De rodillas en el sofá, el médico está auscultando cuando se nota en la puerta el frufrú del vestido de seda de Praskovya Fyodorovna y se oye cómo regaña a Pyotr porque éste no le ha anunciado la llegada del médico.
Entra en la habitación, besa al marido y al instante se dispone a mostrar que lleva ya largo rato levantada y sólo por incomprensión no estaba allí cuando llegó el médico.

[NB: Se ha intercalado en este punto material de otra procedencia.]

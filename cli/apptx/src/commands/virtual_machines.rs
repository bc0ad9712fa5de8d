//! Virtual machine commands.

use anyhow::Result;
use apptx::services::virtual_machines::{self, VmFilter};
use clap::{Args, Subcommand};

use crate::output::{print_output, OutputFormat};

use super::CommandContext;

/// Virtual machine commands.
#[derive(Debug, Args)]
pub struct VirtualMachinesCommand {
    #[command(subcommand)]
    command: VirtualMachinesSubcommand,
}

#[derive(Debug, Subcommand)]
enum VirtualMachinesSubcommand {
    /// List virtual machines.
    List(FilterArgs),

    /// Discover components on the matching virtual machines. Needs --vm-name.
    Introspect(FilterArgs),
}

#[derive(Debug, Args)]
struct FilterArgs {
    /// vCenter FQDN.
    #[arg(long)]
    vc_fqdn: Option<String>,

    /// Datacenter name.
    #[arg(long)]
    vc_datacenter: Option<String>,

    /// Cluster name.
    #[arg(long)]
    vc_cluster: Option<String>,

    /// Resource pool name.
    #[arg(long)]
    vc_resource_pool: Option<String>,

    /// Folder name.
    #[arg(long)]
    vc_folder: Option<String>,

    /// Virtual machine name.
    #[arg(long)]
    vm_name: Option<String>,

    /// Virtual machine IP.
    #[arg(long)]
    vm_ip: Option<String>,
}

impl From<FilterArgs> for VmFilter {
    fn from(args: FilterArgs) -> Self {
        Self {
            vcenter_fqdn: args.vc_fqdn,
            datacenter: args.vc_datacenter,
            cluster: args.vc_cluster,
            resource_pool: args.vc_resource_pool,
            folder: args.vc_folder,
            name: args.vm_name,
            ip: args.vm_ip,
        }
    }
}

impl VirtualMachinesCommand {
    pub async fn run(self, ctx: CommandContext) -> Result<()> {
        match self.command {
            VirtualMachinesSubcommand::List(args) => {
                let session = ctx.session().await?;
                let vms = virtual_machines::list(&session, &args.into()).await?;
                print_output(&vms, ctx.format)
            }
            VirtualMachinesSubcommand::Introspect(args) => introspect(ctx, args.into()).await,
        }
    }
}

async fn introspect(ctx: CommandContext, filter: VmFilter) -> Result<()> {
    let session = ctx.session().await?;
    let report = virtual_machines::introspect(&session, &filter).await?;

    match ctx.format {
        OutputFormat::Json => println!("{}", serde_json::to_string_pretty(&report)?),
        format => print_output(&report.results, format)?,
    }
    report.into_result()?;
    Ok(())
}
//! vRNI (network insight) registrations.
//!
//! vRNI instances are addressed by their FQDN, which the appliance stores in
//! the `ip` field. Updates are full PUTs, so every mutation after register
//! re-sends the credentials and vCenter list of the current instance.

use reqwest::Method;
use tracing::{info, warn};

use crate::error::{ApiError, ApiResult};
use crate::lookup::{self, VRNI_PATH};
use crate::models::{ResourceKind, VrniInstance, VrniRequest};
use crate::operation::{run_mutation, Mutation, Outcome};
use crate::session::Session;

/// How the appliance authenticates against the vRNI instance.
#[derive(Clone, PartialEq, Eq)]
pub enum VrniAuth {
    /// SaaS instances authenticate with an API token.
    Saas { api_token: String },

    /// On-premises instances use a registered service account.
    OnPrem { service_account_alias: String },
}

impl VrniAuth {
    /// Validate the credential flags for the chosen deployment type.
    pub fn new(
        is_saas: bool,
        api_token: Option<String>,
        service_account_alias: Option<String>,
    ) -> ApiResult<Self> {
        let api_token = api_token.filter(|t| !t.trim().is_empty());
        let alias = service_account_alias.filter(|a| !a.trim().is_empty());

        match (is_saas, api_token, alias) {
            (true, Some(api_token), None) => Ok(Self::Saas { api_token }),
            (true, None, _) => Err(ApiError::usage(
                "a SaaS vRNI instance requires --vrni-api-token",
            )),
            (true, Some(_), Some(_)) => Err(ApiError::usage(
                "a SaaS vRNI instance authenticates with --vrni-api-token, not --sa-alias",
            )),
            (false, None, Some(service_account_alias)) => Ok(Self::OnPrem {
                service_account_alias,
            }),
            (false, _, None) => Err(ApiError::usage(
                "an on-premises vRNI instance requires --sa-alias",
            )),
            (false, Some(_), Some(_)) => Err(ApiError::usage(
                "--vrni-api-token is only valid together with --is-saas",
            )),
        }
    }

    pub fn is_saas(&self) -> bool {
        matches!(self, Self::Saas { .. })
    }
}

impl std::fmt::Debug for VrniAuth {
    fn fmt(&self, f: &mut std::fmt::Formatter<'_>) -> std::fmt::Result {
        match self {
            Self::Saas { .. } => f.write_str("Saas { api_token: <redacted> }"),
            Self::OnPrem {
                service_account_alias,
            } => f
                .debug_struct("OnPrem")
                .field("service_account_alias", service_account_alias)
                .finish(),
        }
    }
}

/// A vRNI instance to register.
#[derive(Debug, Clone)]
pub struct VrniRegistration {
    pub fqdn: String,
    pub alias: Option<String>,
    pub vcenter_names: String,
    pub auth: VrniAuth,
    pub certificate_thumbprint: Option<String>,
}

impl VrniRegistration {
    pub fn new(fqdn: impl Into<String>, vcenter_names: impl Into<String>, auth: VrniAuth) -> ApiResult<Self> {
        let registration = Self {
            fqdn: fqdn.into(),
            alias: None,
            vcenter_names: vcenter_names.into(),
            auth,
            certificate_thumbprint: None,
        };
        if registration.fqdn.trim().is_empty() {
            return Err(ApiError::usage("--vrni-fqdn is required"));
        }
        if lookup::split_csv(&registration.vcenter_names).is_empty() {
            return Err(ApiError::usage(
                "registering a vRNI instance requires --vc-names",
            ));
        }
        Ok(registration)
    }

    pub fn with_alias(mut self, alias: Option<String>) -> Self {
        self.alias = alias.filter(|a| !a.trim().is_empty());
        self
    }

    pub fn with_certificate_thumbprint(mut self, thumbprint: Option<String>) -> Self {
        self.certificate_thumbprint = thumbprint.filter(|t| !t.trim().is_empty());
        self
    }
}

/// Append `additions` to `current`, skipping UUIDs already present.
pub fn merge_vcenters(current: &[String], additions: &[String]) -> Vec<String> {
    let mut merged = current.to_vec();
    for uuid in additions {
        if !merged.contains(uuid) {
            merged.push(uuid.clone());
        }
    }
    merged
}

/// `current` minus `removals`, keeping the order of `current`.
pub fn subtract_vcenters(current: &[String], removals: &[String]) -> Vec<String> {
    current
        .iter()
        .filter(|uuid| !removals.contains(uuid))
        .cloned()
        .collect()
}

/// Register a vRNI instance. An instance with the same FQDN is rejected.
pub async fn register(session: &Session, registration: &VrniRegistration) -> ApiResult<Outcome> {
    let client = session.client();

    let existing = lookup::list_vrni(client).await?;
    if existing.iter().any(|vrni| vrni.ip == registration.fqdn) {
        warn!(fqdn = %registration.fqdn, "vRNI is already registered");
        return Err(ApiError::AlreadyExists {
            kind: ResourceKind::Vrni,
            ident: registration.fqdn.clone(),
        });
    }

    let vc_uuids = lookup::resolve_vcenter_names(client, &registration.vcenter_names).await?;
    let (api_token, service_account_uuid) = match &registration.auth {
        VrniAuth::Saas { api_token } => (api_token.clone(), String::new()),
        VrniAuth::OnPrem {
            service_account_alias,
        } => {
            let account = lookup::find_service_account(client, service_account_alias).await?;
            (String::new(), account.uuid)
        }
    };

    let request = VrniRequest {
        alias: registration.alias.clone(),
        ip: registration.fqdn.clone(),
        api_token,
        is_saas: registration.auth.is_saas(),
        vc_uuids,
        service_account_uuid,
        certificate_thumbprint: registration.certificate_thumbprint.clone(),
        vrni_type: None,
    };

    let url = client.url(VRNI_PATH)?;
    let action = format!("register vRNI '{}'", registration.fqdn);
    run_mutation(session, Mutation::new(Method::POST, url, action).json(&request)).await
}

/// Remove the vRNI registration for `fqdn`.
pub async fn unregister(session: &Session, fqdn: &str) -> ApiResult<Outcome> {
    let instance = lookup::find_vrni(session.client(), fqdn).await?;
    let url = session
        .client()
        .url(&format!("{VRNI_PATH}/{}", instance.id))?;

    let action = format!("delete vRNI '{fqdn}'");
    run_mutation(session, Mutation::new(Method::DELETE, url, action)).await
}

/// Replace the credentials of a registered instance, keeping its vCenters.
///
/// The new credentials must match the instance's deployment type.
pub async fn update_credentials(session: &Session, fqdn: &str, auth: &VrniAuth) -> ApiResult<Outcome> {
    let client = session.client();
    let instance = lookup::find_vrni(client, fqdn).await?;

    if instance.is_saas != auth.is_saas() {
        let expected = if instance.is_saas {
            "--vrni-api-token"
        } else {
            "--sa-alias"
        };
        return Err(ApiError::usage(format!(
            "vRNI '{fqdn}' is {} and needs {expected}",
            if instance.is_saas { "SaaS" } else { "on-premises" },
        )));
    }

    let mut request = current_request(&instance, instance.vcenter_uuids());
    match auth {
        VrniAuth::Saas { api_token } => request.api_token = api_token.clone(),
        VrniAuth::OnPrem {
            service_account_alias,
        } => {
            let account = lookup::find_service_account(client, service_account_alias).await?;
            request.service_account_uuid = account.uuid;
        }
    }

    put_instance(
        session,
        &instance,
        &request,
        format!("update credentials of vRNI '{fqdn}'"),
    )
    .await
}

/// Attach more vCenters to a registered instance.
pub async fn add_vcenters(session: &Session, fqdn: &str, vcenter_names: &str) -> ApiResult<Outcome> {
    let client = session.client();
    let instance = lookup::find_vrni(client, fqdn).await?;
    let additions = lookup::resolve_vcenter_names(client, vcenter_names).await?;

    let current = instance.vcenter_uuids();
    let merged = merge_vcenters(&current, &additions);
    if merged.len() == current.len() {
        info!(fqdn, "vCenters already attached to vRNI");
        return Ok(Outcome::Unchanged {
            reason: format!("vRNI '{fqdn}' already includes the requested vCenters"),
        });
    }

    let request = current_request(&instance, merged);
    put_instance(
        session,
        &instance,
        &request,
        format!("add vCenters to vRNI '{fqdn}'"),
    )
    .await
}

/// Detach vCenters from a registered instance.
pub async fn remove_vcenters(session: &Session, fqdn: &str, vcenter_names: &str) -> ApiResult<Outcome> {
    let client = session.client();
    let instance = lookup::find_vrni(client, fqdn).await?;
    let removals = lookup::resolve_vcenter_names(client, vcenter_names).await?;

    let current = instance.vcenter_uuids();
    let remaining = subtract_vcenters(&current, &removals);
    if remaining.len() == current.len() {
        info!(fqdn, "None of the vCenters are attached to vRNI");
        return Ok(Outcome::Unchanged {
            reason: format!("vRNI '{fqdn}' does not include the requested vCenters"),
        });
    }

    let request = current_request(&instance, remaining);
    put_instance(
        session,
        &instance,
        &request,
        format!("remove vCenters from vRNI '{fqdn}'"),
    )
    .await
}

/// All registered vRNI instances.
pub async fn list(session: &Session) -> ApiResult<Vec<VrniInstance>> {
    lookup::list_vrni(session.client()).await
}

/// Request body that re-sends the instance's current credentials.
fn current_request(instance: &VrniInstance, vc_uuids: Vec<String>) -> VrniRequest {
    let (api_token, service_account_uuid) = if instance.is_saas {
        (instance.api_token.clone(), String::new())
    } else {
        let uuid = instance
            .service_account
            .as_ref()
            .map(|sa| sa.uuid.clone())
            .unwrap_or_default();
        (String::new(), uuid)
    };

    VrniRequest {
        alias: Some(instance.alias.clone()).filter(|a| !a.is_empty()),
        ip: instance.ip.clone(),
        api_token,
        is_saas: instance.is_saas,
        vc_uuids,
        service_account_uuid,
        certificate_thumbprint: None,
        vrni_type: Some(instance.vrni_type.clone()).filter(|t| !t.is_empty()),
    }
}

async fn put_instance(
    session: &Session,
    instance: &VrniInstance,
    request: &VrniRequest,
    action: String,
) -> ApiResult<Outcome> {
    let url = session
        .client()
        .url(&format!("{VRNI_PATH}/{}", instance.id))?;
    run_mutation(session, Mutation::new(Method::PUT, url, action).json(request)).await
}

#[cfg(test)]
mod tests {
    use super::*;
    use crate::models::ServiceAccountRef;
    use rstest::rstest;

    fn uuids(items: &[&str]) -> Vec<String> {
        items.iter().map(|s| s.to_string()).collect()
    }

    #[rstest]
    #[case(&["A", "B", "C"], &["B"], &["A", "C"])]
    #[case(&["A", "B", "C"], &["A", "C"], &["B"])]
    #[case(&["A", "B"], &["X"], &["A", "B"])]
    #[case(&["A", "B"], &["A", "B"], &[])]
    fn subtract_keeps_order(#[case] current: &[&str], #[case] removals: &[&str], #[case] expected: &[&str]) {
        assert_eq!(
            subtract_vcenters(&uuids(current), &uuids(removals)),
            uuids(expected)
        );
    }

    #[rstest]
    #[case(&["A"], &["B", "C"], &["A", "B", "C"])]
    #[case(&["A", "B"], &["B", "C", "C"], &["A", "B", "C"])]
    #[case(&[], &["A"], &["A"])]
    fn merge_appends_without_duplicates(
        #[case] current: &[&str],
        #[case] additions: &[&str],
        #[case] expected: &[&str],
    ) {
        assert_eq!(
            merge_vcenters(&uuids(current), &uuids(additions)),
            uuids(expected)
        );
    }

    #[test]
    fn auth_validation() {
        assert!(matches!(
            VrniAuth::new(true, Some("tok".into()), None),
            Ok(VrniAuth::Saas { .. })
        ));
        assert!(matches!(
            VrniAuth::new(false, None, Some("net-admin".into())),
            Ok(VrniAuth::OnPrem { .. })
        ));

        for (is_saas, token, alias) in [
            (true, None, Some("net-admin")),
            (true, Some("tok"), Some("net-admin")),
            (false, Some("tok"), None),
            (false, None, None),
        ] {
            let result = VrniAuth::new(is_saas, token.map(String::from), alias.map(String::from));
            assert!(matches!(result, Err(ApiError::Usage(_))), "{is_saas} {token:?} {alias:?}");
        }
    }

    #[test]
    fn saas_token_is_redacted() {
        let auth = VrniAuth::new(true, Some("secret-token".into()), None).unwrap();
        assert!(!format!("{auth:?}").contains("secret-token"));
    }

    #[test]
    fn current_request_keeps_on_prem_account() {
        let instance = VrniInstance {
            id: "v1".into(),
            ip: "vrni.example.com".into(),
            is_saas: false,
            service_account: Some(ServiceAccountRef {
                uuid: "sa-1".into(),
                alias: "net-admin".into(),
            }),
            ..VrniInstance::default()
        };

        let request = current_request(&instance, uuids(&["A"]));
        assert_eq!(request.service_account_uuid, "sa-1");
        assert_eq!(request.api_token, "");
        assert_eq!(request.vc_uuids, uuids(&["A"]));
        assert_eq!(request.alias, None);
    }

    #[test]
    fn registration_requires_vcenters() {
        let auth = VrniAuth::new(true, Some("tok".into()), None).unwrap();
        assert!(VrniRegistration::new("vrni.example.com", " , ", auth.clone()).is_err());
        assert!(VrniRegistration::new("", "VC1", auth.clone()).is_err());
        assert!(VrniRegistration::new("vrni.example.com", "VC1", auth).is_ok());
    }
}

Iván Ilich la mira, la examina de pies a cabeza, echándole mentalmente en cara lo blanco, limpio y rollizo de sus brazos y su cuello, lo lustroso de sus cabellos y lo brillante de sus ojos llenos de vida. La detesta con toda el alma y el arrebato de odio que siente por ella le hace sufrir cuando ella le toca.
Su actitud respecto a él y su enfermedad sigue siendo la misma. Al igual que el médico, que adoptaba frente a su enfermo cierto modo de proceder del que no podía despojarse, ella también había adoptado su propio modo de proceder, a saber, que su marido no hacía lo que debía, que él mismo tenía la culpa de lo que le pasaba y que ella se lo reprochaba amorosamente. Y tampoco podía desprenderse de esa actitud.

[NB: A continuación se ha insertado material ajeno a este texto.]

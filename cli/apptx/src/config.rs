//! Invocation configuration.
//!
//! Everything the core needs is assembled once from flags and environment
//! into an immutable [`Config`]. Nothing is read from or written to disk.

use std::fmt;
use std::time::Duration;

use reqwest::Url;

use crate::error::{ApiError, ApiResult};

/// Path prefix of every appliance endpoint.
pub const API_PREFIX: &str = "discovery";

/// URL scheme used to reach the appliance.
#[derive(Debug, Clone, Copy, Default, PartialEq, Eq, clap::ValueEnum)]
pub enum Scheme {
    #[default]
    Https,
    Http,
}

impl Scheme {
    fn as_str(self) -> &'static str {
        match self {
            Self::Https => "https",
            Self::Http => "http",
        }
    }
}

/// TLS certificate handling.
///
/// Appliances ship with self-signed certificates, so verification is off
/// unless explicitly requested.
#[derive(Debug, Clone, Copy, Default, PartialEq, Eq)]
pub enum TlsMode {
    #[default]
    Insecure,
    Verify,
}

/// Base address of the appliance API.
#[derive(Debug, Clone)]
pub struct Endpoint {
    base: Url,
}

impl Endpoint {
    /// Build an endpoint from a bare host (`appliance.example.com[:port]`).
    pub fn parse(host: &str, scheme: Scheme) -> ApiResult<Self> {
        let host = host.trim().trim_end_matches('/');
        if host.is_empty() {
            return Err(ApiError::usage("appliance URL is required (--url)"));
        }
        if host.contains("://") {
            return Err(ApiError::usage(format!(
                "'{host}' must be a bare host such as appliance.example.com, without the scheme"
            )));
        }

        let base = Url::parse(&format!("{}://{}/{}/", scheme.as_str(), host, API_PREFIX))
            .map_err(|e| ApiError::usage(format!("invalid appliance URL '{host}': {e}")))?;

        Ok(Self { base })
    }

    /// Resolve a path (optionally with a query string) below `/discovery/`.
    pub fn url(&self, path: &str) -> ApiResult<Url> {
        self.base
            .join(path.trim_start_matches('/'))
            .map_err(|e| ApiError::usage(format!("invalid request path '{path}': {e}")))
    }

    /// Host (and port) of the appliance.
    pub fn host(&self) -> &str {
        self.base.host_str().unwrap_or_default()
    }
}

impl fmt::Display for Endpoint {
    fn fmt(&self, f: &mut fmt::Formatter<'_>) -> fmt::Result {
        write!(f, "{}", self.base)
    }
}

/// Operator credentials. Used once to mint a session token.
#[derive(Clone)]
pub struct Credentials {
    pub username: String,
    password: String,
}

impl Credentials {
    pub fn new(username: impl Into<String>, password: impl Into<String>) -> ApiResult<Self> {
        let username = username.into();
        let password = password.into();
        if username.is_empty() {
            return Err(ApiError::usage("appliance username is required (--username)"));
        }
        if password.is_empty() {
            return Err(ApiError::usage("appliance password is required (--password)"));
        }
        Ok(Self { username, password })
    }

    pub fn password(&self) -> &str {
        &self.password
    }
}

impl fmt::Debug for Credentials {
    fn fmt(&self, f: &mut fmt::Formatter<'_>) -> fmt::Result {
        f.debug_struct("Credentials")
            .field("username", &self.username)
            .field("password", &"<redacted>")
            .finish()
    }
}

/// Bounds for the task polling loop.
#[derive(Debug, Clone, Copy, PartialEq, Eq)]
pub struct PollPolicy {
    /// Pause between two polls of the same task.
    pub interval: Duration,

    /// Maximum number of polls before giving up.
    pub max_attempts: u32,

    /// Overall deadline for one task.
    pub timeout: Duration,
}

impl Default for PollPolicy {
    fn default() -> Self {
        Self {
            interval: Duration::from_secs(2),
            max_attempts: 900,
            timeout: Duration::from_secs(30 * 60),
        }
    }
}

impl PollPolicy {
    pub fn new(interval: Duration, max_attempts: u32, timeout: Duration) -> ApiResult<Self> {
        if max_attempts == 0 {
            return Err(ApiError::usage("poll attempts must be at least 1"));
        }
        if timeout.is_zero() {
            return Err(ApiError::usage("poll timeout must be greater than zero"));
        }
        Ok(Self {
            interval,
            max_attempts,
            timeout,
        })
    }
}

/// Immutable configuration for one CLI invocation.
#[derive(Debug, Clone)]
pub struct Config {
    pub endpoint: Endpoint,
    pub credentials: Credentials,
    pub tls: TlsMode,
    pub poll: PollPolicy,
}

impl Config {
    pub fn new(
        endpoint: Endpoint,
        credentials: Credentials,
        tls: TlsMode,
        poll: PollPolicy,
    ) -> Self {
        Self {
            endpoint,
            credentials,
            tls,
            poll,
        }
    }
}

-Ya ve usted que no me escucha y no toma la medicina a su debido tiempo. Y, sobre todo, se acuesta en una postura que de seguro no le conviene. Con las piernas en alto.
Y ella contó cómo él hacía que Gerasim le tuviera las piernas levantadas.
El médico se sonrió con sonrisa mitad afable mitad despectiva:
-¡Qué se le va a hacer! Estos enfermos se figuran a veces niñerías como ésas, pero hay que perdonarles.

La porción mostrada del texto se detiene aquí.